Methods. Experimental design: this is a descriptive, comparative study on a selected sample of power athletes. Participants: 49 Belgian elite and sub-top male power athletes (34 body builders and 15 weight and power lifters) were included in this sample. More than 70% was in preparation of competition at time of data collection. Measures: an extended set of anthropometric measures was taken. Body composition was estimated by BIA (Bioelectrical Impedance Analysis) and by regression equations of skinfolds. Somatotype and muscle+bone areas were calculated. Factor analysis on all anthropometric measures was carried out to determine the body structure of the athletes.

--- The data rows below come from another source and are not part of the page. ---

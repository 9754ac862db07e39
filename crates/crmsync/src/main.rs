mod cli;
mod commands;
mod error;
mod output;

use std::sync::Arc;

use clap::Parser;
use owo_colors::OwoColorize;
use tracing_subscriber::EnvFilter;

use crmsync_api::{AuthFailureHook, HttpTransport};
use crmsync_config::Config;

use crate::cli::{Cli, Command, GlobalOpts};
use crate::error::CliError;

#[tokio::main]
async fn main() {
    let cli = Cli::parse();

    init_tracing(cli.global.verbose);

    if let Err(err) = run(cli).await {
        let code = err.exit_code();
        eprintln!("{:?}", miette::Report::new(err));
        std::process::exit(code);
    }
}

fn init_tracing(verbosity: u8) {
    let filter = match verbosity {
        0 => "warn",
        1 => "info",
        2 => "debug",
        _ => "trace",
    };

    tracing_subscriber::fmt()
        .with_env_filter(
            EnvFilter::try_from_default_env().unwrap_or_else(|_| EnvFilter::new(filter)),
        )
        .with_target(false)
        .with_writer(std::io::stderr)
        .init();
}

async fn run(cli: Cli) -> Result<(), CliError> {
    let config = load_config(&cli.global)?;

    match cli.command {
        // Config display never touches the network
        Command::Config => commands::config_cmd::handle(&config, &cli.global),

        cmd => {
            let transport = Arc::new(build_transport(&config)?);
            tracing::debug!(command = ?cmd, api_url = %config.api_url, "dispatching command");
            commands::dispatch(cmd, transport, &config, &cli.global).await
        }
    }
}

/// File + env config, then CLI flag overrides.
fn load_config(global: &GlobalOpts) -> Result<Config, CliError> {
    let mut config = crmsync_config::load_config()?;
    if let Some(ref url) = global.api_url {
        config.api_url.clone_from(url);
    }
    if let Some(ref token) = global.token {
        config.token = Some(token.clone());
    }
    config.validate()?;
    Ok(config)
}

fn build_transport(config: &Config) -> Result<HttpTransport, CliError> {
    // A CLI has no login page to send the user to; say so once on stderr.
    let hook = AuthFailureHook::new(|| {
        eprintln!("{} session expired, log in again", "auth:".yellow().bold());
    });
    let transport = HttpTransport::new(config.api_url()?, &config.transport_config(), hook)
        .map_err(|e| CliError::from(crmsync_api::ErrorInfo::from(e)))?;
    if let Some(token) = config.token() {
        transport.set_token(token);
    }
    Ok(transport)
}
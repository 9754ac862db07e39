//! Output formatting: table, JSON, plain.
//!
//! Table uses `tabled`, structured formats use serde, plain emits one
//! identifier per line.

use std::io::{self, IsTerminal, Write};

use owo_colors::OwoColorize;
use tabled::{Table, Tabled, settings::Style};

use crate::cli::OutputFormat;
use crate::error::CliError;

// ── Color helpers ────────────────────────────────────────────────────

pub fn should_color() -> bool {
    io::stdout().is_terminal() && std::env::var_os("NO_COLOR").is_none()
}

/// Unread marker: a bold dot when colored, `*` otherwise.
pub fn unread_marker(unread: bool) -> String {
    match (unread, should_color()) {
        (false, _) => String::new(),
        (true, true) => "●".bold().cyan().to_string(),
        (true, false) => "*".into(),
    }
}

// ── Render dispatchers ───────────────────────────────────────────────

pub fn render_list<T, R>(
    format: OutputFormat,
    data: &[T],
    to_row: impl Fn(&T) -> R,
    id_fn: impl Fn(&T) -> String,
) -> Result<String, CliError>
where
    T: serde::Serialize,
    R: Tabled,
{
    match format {
        OutputFormat::Table => {
            let rows: Vec<R> = data.iter().map(to_row).collect();
            Ok(render_table(&rows))
        }
        OutputFormat::Json => render_json(data, false),
        OutputFormat::JsonCompact => render_json(data, true),
        OutputFormat::Plain => Ok(data.iter().map(id_fn).collect::<Vec<_>>().join("\n")),
    }
}

/// Single item; table mode uses the pre-formatted `detail` text.
pub fn render_single<T: serde::Serialize>(
    format: OutputFormat,
    data: &T,
    detail: impl Fn(&T) -> String,
    id_fn: impl Fn(&T) -> String,
) -> Result<String, CliError> {
    match format {
        OutputFormat::Table => Ok(detail(data)),
        OutputFormat::Json => render_json(data, false),
        OutputFormat::JsonCompact => render_json(data, true),
        OutputFormat::Plain => Ok(id_fn(data)),
    }
}

/// Print to stdout unless quiet.
pub fn print_output(output: &str, quiet: bool) {
    if quiet || output.is_empty() {
        return;
    }
    let mut stdout = io::stdout().lock();
    let _ = writeln!(stdout, "{output}");
}

// ── Format-specific renderers ────────────────────────────────────────

fn render_table<R: Tabled>(rows: &[R]) -> String {
    Table::new(rows).with(Style::rounded()).to_string()
}

fn render_json<T: serde::Serialize + ?Sized>(data: &T, compact: bool) -> Result<String, CliError> {
    let out = if compact {
        serde_json::to_string(data)
    } else {
        serde_json::to_string_pretty(data)
    };
    out.map_err(|e| CliError::Render(e.to_string()))
}
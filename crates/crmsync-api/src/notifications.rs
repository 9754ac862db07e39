// Notification endpoints
//
// Thin typed wrapper over an injected `Transport`. Holds no state of its own.

use std::sync::Arc;

use tracing::debug;

use crate::error::ErrorInfo;
use crate::models::{MessageResponse, Notification, NotificationCreate};
use crate::transport::{Transport, TransportExt};

const BASE: &str = "/api/notifications";

/// Endpoint service for `/api/notifications`.
#[derive(Clone)]
pub struct NotificationsApi {
    transport: Arc<dyn Transport>,
}

impl NotificationsApi {
    pub fn new(transport: Arc<dyn Transport>) -> Self {
        Self { transport }
    }

    pub fn transport(&self) -> &Arc<dyn Transport> {
        &self.transport
    }

    /// List the current user's notifications.
    ///
    /// `GET /api/notifications?unread_only={bool}&limit={n}`
    pub async fn list(&self, unread_only: bool, limit: u32) -> Result<Vec<Notification>, ErrorInfo> {
        debug!(unread_only, limit, "listing notifications");
        self.transport
            .get_json(
                BASE,
                &[
                    ("unread_only", unread_only.to_string()),
                    ("limit", limit.to_string()),
                ],
            )
            .await
    }

    /// Create a notification. The server assigns the id.
    ///
    /// `POST /api/notifications`
    pub async fn create(&self, data: &NotificationCreate) -> Result<Notification, ErrorInfo> {
        debug!(user_id = data.user_id, "creating notification");
        self.transport.post_json(BASE, Some(data)).await
    }

    /// `POST /api/notifications/{id}/read`
    pub async fn mark_as_read(&self, id: i64) -> Result<Notification, ErrorInfo> {
        debug!(id, "marking notification read");
        self.transport
            .post_json::<_, ()>(&format!("{BASE}/{id}/read"), None)
            .await
    }

    /// `POST /api/notifications/mark-all-read`
    pub async fn mark_all_as_read(&self) -> Result<MessageResponse, ErrorInfo> {
        debug!("marking all notifications read");
        self.transport
            .post_json::<_, ()>(&format!("{BASE}/mark-all-read"), None)
            .await
    }

    /// Delete read notifications older than `days`. Superuser only.
    ///
    /// `DELETE /api/notifications/cleanup?days={n}`
    pub async fn cleanup(&self, days: u32) -> Result<MessageResponse, ErrorInfo> {
        debug!(days, "cleaning up notifications");
        self.transport
            .delete_json(&format!("{BASE}/cleanup"), &[("days", days.to_string())])
            .await
    }
}
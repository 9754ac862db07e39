//! `crmsync watch`: poll in the background and report unread-count changes.

use std::sync::Arc;
use std::time::Duration;

use owo_colors::OwoColorize;
use tokio_stream::StreamExt;

use crmsync_api::HttpTransport;
use crmsync_config::Config;

use crate::cli::{GlobalOpts, WatchArgs};
use crate::error::CliError;
use crate::output;

use super::notifications::open_store;

pub async fn handle(
    transport: Arc<HttpTransport>,
    config: &Config,
    args: &WatchArgs,
    global: &GlobalOpts,
) -> Result<(), CliError> {
    let mut store_config = config.store_config();
    store_config.unread_only |= args.unread_only;
    if let Some(secs) = args.interval {
        store_config.poll_interval = Duration::from_secs(secs);
    }

    let store = Arc::new(open_store(transport, store_config));
    let mut fetches = store.subscribe_fetch();
    let mut mirrors = store.mirror_stream();
    let handle = store.start();

    let ctrl_c = tokio::signal::ctrl_c();
    tokio::pin!(ctrl_c);

    let mut last: Option<usize> = None;
    let mut last_error = None;
    loop {
        tokio::select! {
            _ = &mut ctrl_c => break,
            Some(mirror) = mirrors.next() => {
                let unread = mirror.unread_count();
                if last != Some(unread) {
                    last = Some(unread);
                    output::print_output(&unread_line(unread, mirror.len()), global.quiet);
                }
            }
            Ok(()) = fetches.changed() => {
                let error = fetches.borrow_and_update().error().cloned();
                if error != last_error {
                    if let Some(ref e) = error {
                        eprintln!("{} {e} ({})", "poll failed:".red().bold(), e.code);
                    }
                    last_error = error;
                }
            }
        }
    }

    handle.stop().await;
    Ok(())
}

fn unread_line(unread: usize, total: usize) -> String {
    let stamp = chrono::Local::now().format("%H:%M:%S");
    if output::should_color() && unread > 0 {
        format!("{stamp} {} unread of {total}", unread.bold().cyan())
    } else {
        format!("{stamp} {unread} unread of {total}")
    }
}
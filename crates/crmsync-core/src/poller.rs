// ── Background polling ──
//
// Scoped handle around the periodic refresh task. Stopping (or dropping)
// the handle cancels the timer; nothing else needs releasing.

use std::sync::Arc;
use std::time::Duration;

use tokio::task::JoinHandle;
use tokio::time::MissedTickBehavior;
use tokio_util::sync::CancellationToken;
use tracing::{debug, info, warn};

use crate::store::NotificationStore;

/// Keeps a zero or near-zero interval from turning into a busy loop.
pub const MIN_POLL_INTERVAL: Duration = Duration::from_millis(100);

/// Owner of a running poll loop.
///
/// Dropping the handle cancels the loop. A poll already on the wire runs
/// to completion but its listing is no longer applied to the mirror.
/// [`stop`](Self::stop) also waits for the task to finish.
#[must_use = "dropping a PollHandle stops polling immediately"]
pub struct PollHandle {
    cancel: CancellationToken,
    task: Option<JoinHandle<()>>,
}

impl PollHandle {
    pub fn is_running(&self) -> bool {
        self.task.as_ref().is_some_and(|t| !t.is_finished())
    }

    /// Token that cancels this loop; useful for tying it to a wider shutdown.
    pub fn cancellation_token(&self) -> CancellationToken {
        self.cancel.clone()
    }

    /// Cancel the loop and wait for it to exit.
    pub async fn stop(mut self) {
        self.cancel.cancel();
        if let Some(task) = self.task.take() {
            if let Err(e) = task.await {
                warn!(error = %e, "notification poll task ended abnormally");
            }
        }
    }
}

impl Drop for PollHandle {
    fn drop(&mut self) {
        self.cancel.cancel();
    }
}

impl NotificationStore {
    /// Start polling: fetch now, then every `poll_interval`.
    ///
    /// Failed polls are logged and the loop keeps going. Must be called
    /// inside a Tokio runtime.
    pub fn start(self: &Arc<Self>) -> PollHandle {
        let period = self.config().poll_interval.max(MIN_POLL_INTERVAL);
        let cancel = CancellationToken::new();
        let task = tokio::spawn(poll_task(Arc::clone(self), period, cancel.clone()));

        info!(interval_ms = period.as_millis(), "notification polling started");
        PollHandle {
            cancel,
            task: Some(task),
        }
    }
}

/// Refresh on every tick until cancelled. The first tick fires immediately.
async fn poll_task(store: Arc<NotificationStore>, period: Duration, cancel: CancellationToken) {
    let mut interval = tokio::time::interval(period);
    interval.set_missed_tick_behavior(MissedTickBehavior::Delay);

    loop {
        tokio::select! {
            biased;
            () = cancel.cancelled() => break,
            _ = interval.tick() => {
                debug!("polling notifications");
                if let Err(e) = store.poll_until_cancelled(&cancel).await {
                    warn!(error = %e, "periodic notification refresh failed");
                }
            }
        }
    }

    info!("notification polling stopped");
}
//! Shared configuration for crmsync hosts.
//!
//! Layered loading (defaults, TOML file, `CRMSYNC_` environment) and
//! translation into the transport and store settings the runtime crates
//! take. Nothing here reaches the network.

use std::path::{Path, PathBuf};
use std::time::Duration;

use directories::ProjectDirs;
use figment::{
    Figment,
    providers::{Env, Format, Serialized, Toml},
};
use secrecy::SecretString;
use serde::{Deserialize, Serialize};
use thiserror::Error;
use url::Url;

use crmsync_api::TransportConfig;
use crmsync_core::StoreConfig;

const ENV_PREFIX: &str = "CRMSYNC_";

// ── Error ───────────────────────────────────────────────────────────

#[derive(Debug, Error)]
pub enum ConfigError {
    #[error("invalid {field}: {reason}")]
    Validation { field: String, reason: String },

    #[error("config loading failed: {0}")]
    Figment(Box<figment::Error>),
}

impl From<figment::Error> for ConfigError {
    fn from(err: figment::Error) -> Self {
        Self::Figment(Box::new(err))
    }
}

// ── Config ──────────────────────────────────────────────────────────

/// Top-level configuration.
#[derive(Debug, Clone, PartialEq, Eq, Deserialize, Serialize)]
pub struct Config {
    /// Base URL of the backend API.
    #[serde(default = "default_api_url")]
    pub api_url: String,

    /// Request timeout in milliseconds.
    #[serde(default = "default_timeout_ms")]
    pub timeout_ms: u64,

    /// Notification poll interval in milliseconds.
    #[serde(default = "default_poll_interval_ms")]
    pub poll_interval_ms: u64,

    /// Only fetch unread notifications.
    #[serde(default)]
    pub unread_only: bool,

    /// Maximum notifications per fetch.
    #[serde(default = "default_limit")]
    pub limit: u32,

    /// Bearer token for this session (prefer `CRMSYNC_TOKEN` over the file).
    #[serde(default, skip_serializing)]
    pub token: Option<String>,
}

impl Default for Config {
    fn default() -> Self {
        Self {
            api_url: default_api_url(),
            timeout_ms: default_timeout_ms(),
            poll_interval_ms: default_poll_interval_ms(),
            unread_only: false,
            limit: default_limit(),
            token: None,
        }
    }
}

fn default_api_url() -> String {
    "http://localhost:8000".into()
}
fn default_timeout_ms() -> u64 {
    10_000
}
fn default_poll_interval_ms() -> u64 {
    30_000
}
fn default_limit() -> u32 {
    50
}

impl Config {
    /// Check the values the runtime cannot work with.
    pub fn validate(&self) -> Result<(), ConfigError> {
        self.api_url()?;
        if self.timeout_ms == 0 {
            return Err(validation("timeout_ms", "must be greater than zero"));
        }
        if self.poll_interval_ms == 0 {
            return Err(validation("poll_interval_ms", "must be greater than zero"));
        }
        if self.limit == 0 {
            return Err(validation("limit", "must be greater than zero"));
        }
        Ok(())
    }

    pub fn api_url(&self) -> Result<Url, ConfigError> {
        Url::parse(&self.api_url).map_err(|e| validation("api_url", &e.to_string()))
    }

    pub fn token(&self) -> Option<SecretString> {
        self.token
            .as_deref()
            .filter(|t| !t.is_empty())
            .map(|t| SecretString::from(t.to_owned()))
    }

    pub fn transport_config(&self) -> TransportConfig {
        TransportConfig {
            timeout: Duration::from_millis(self.timeout_ms),
            ..TransportConfig::default()
        }
    }

    pub fn store_config(&self) -> StoreConfig {
        StoreConfig {
            poll_interval: Duration::from_millis(self.poll_interval_ms),
            unread_only: self.unread_only,
            limit: self.limit,
        }
    }
}

fn validation(field: &str, reason: &str) -> ConfigError {
    ConfigError::Validation {
        field: field.into(),
        reason: reason.into(),
    }
}

// ── Config file path ────────────────────────────────────────────────

/// Resolve the config file path via XDG / platform conventions.
pub fn config_path() -> PathBuf {
    ProjectDirs::from("com", "crmsync", "crmsync").map_or_else(
        || PathBuf::from(".crmsync.toml"),
        |dirs| dirs.config_dir().join("config.toml"),
    )
}

// ── Config loading ──────────────────────────────────────────────────

/// Defaults, then the TOML file at `path` (if present), then the environment.
pub fn figment_for(path: &Path) -> Figment {
    Figment::new()
        .merge(Serialized::defaults(Config::default()))
        .merge(Toml::file(path))
        .merge(Env::prefixed(ENV_PREFIX))
}

/// Extract and validate a `Config` from any figment.
pub fn extract(figment: &Figment) -> Result<Config, ConfigError> {
    let config: Config = figment.extract()?;
    config.validate()?;
    Ok(config)
}

/// Load the full Config from the canonical file + environment.
pub fn load_config() -> Result<Config, ConfigError> {
    extract(&figment_for(&config_path()))
}

#[cfg(test)]
#[allow(clippy::unwrap_used)]
mod tests {
    use super::*;
    use pretty_assertions::assert_eq;

    fn from_toml(toml: &str) -> Result<Config, ConfigError> {
        extract(
            &Figment::new()
                .merge(Serialized::defaults(Config::default()))
                .merge(Toml::string(toml)),
        )
    }

    #[test]
    fn defaults_match_runtime_defaults() {
        let cfg = from_toml("").unwrap();
        assert_eq!(cfg, Config::default());
        assert_eq!(cfg.store_config(), StoreConfig::default());
        assert_eq!(cfg.transport_config().timeout, Duration::from_secs(10));
    }

    #[test]
    fn file_values_override_defaults() {
        let cfg = from_toml(
            r#"
            api_url = "https://crm.example.com"
            poll_interval_ms = 5000
            unread_only = true
            limit = 20
            "#,
        )
        .unwrap();

        let store = cfg.store_config();
        assert_eq!(store.poll_interval, Duration::from_secs(5));
        assert!(store.unread_only);
        assert_eq!(store.limit, 20);
        assert_eq!(cfg.api_url().unwrap().host_str(), Some("crm.example.com"));
    }

    #[test]
    fn zero_poll_interval_is_rejected() {
        let err = from_toml("poll_interval_ms = 0").unwrap_err();
        assert!(matches!(err, ConfigError::Validation { ref field, .. } if field == "poll_interval_ms"));
    }

    #[test]
    fn bad_url_is_rejected() {
        let err = from_toml(r#"api_url = "not a url""#).unwrap_err();
        assert!(matches!(err, ConfigError::Validation { ref field, .. } if field == "api_url"));
    }

    #[test]
    fn empty_token_counts_as_none() {
        let cfg = from_toml(r#"token = """#).unwrap();
        assert!(cfg.token().is_none());

        let cfg = from_toml(r#"token = "abc""#).unwrap();
        assert!(cfg.token().is_some());
    }
}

Results. Compared to external visual criteria, the equations of Durnin and Womersley and Lohman (skinfolds) and the Guo-equation (BIA) were the only equations that could accurately estimate the body composition for this specific group of athletes. However, the sum of skinfolds attains the most accurate estimate of subcutaneous fatness. Body builders have significantly (p<0.01) larger arm and thigh circumferences and are more mesomorfic than the other power athletes (5.9 vs 3.8).
Conclusions. This study shows that to estimate body composition in extreme power athletes BIA is not as accurate as compared to anthropometric equations. Moreover, the sum of a larger set of skinfolds is preferred to anthropometric prediction equations. In addition, body builders are more muscular and leaner than other power athletes.